Lily Miller '13 also commented on Gaby's presence. "Gaby was the kind of person who drew attention wherever she went, not just because of her overload of jewelry and her acid-washed jeans but also because she had this intense energy surrounding her in the way she walked, talked and smiled," Miller said. "She was beyond incredible in every aspect of her life. She was the one who got me to stay out at 4 a.m. on Saturday night and she was also the one who motivated me to pull all-nighters studying with her in Gund. Her energy was just unbeatable."

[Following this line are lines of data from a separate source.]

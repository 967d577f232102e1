//! Remote repository and container registry sources
//!
//! Fetches binary indexes from configured sources and caches snapshots of
//! them locally.

pub mod cache;
pub mod client;

pub use cache::SnapshotCache;
pub use client::RepositoryClient;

"She always made things vibrant and fun and beautiful," Brown said. "She had some innate ability to make things genuine around her." Miller said that the conversations she and Gaby had in the breezeway of Mather Residence Hall, Gaby's dormitory, "are some of the most interesting, genuine I have ever had."
Her death
The cause of Gaby's death is unknown. According to Dr. Lampert, she was on allergy medicine and since September had taken four sequential courses of antibiotics to treat recurrent pulmonary infections. Otherwise, however, she was in good shape. "Somewhere in the evening she was in bed watching television and that was it," said Dr. Lampert. Her autopsy offered no answers, and the toxicology report has yet to come back. He said that the only cause of death he and doctors can speculate is a "totally unexpected" adverse reaction to medicine.
Gaby was buried last Sunday in Beth David Cemetery in Elmont, Long Island, and her funeral "was packed," Dr. Lampert said. Her father anointed her with her favorite fragrance, and she was buried with notes and mementos from her friends and father and Tibetan Buddhist beads blessed by the Dalai Lama. From all over the United States and from abroad, Gaby's many friends flew in to New York to attend her funeral. "They poured in, they wanted to look at every inch of her room, they wanted every detail of where she was," he said. "They loved her, so deeply as did I - there really are no words to describe the loss. None. Religions all have some perspective on it. None of them are too useful to me. We have to just accept that there are things that we cannot explain, Things that happen that are terrible. We can't invoke some higher explanation.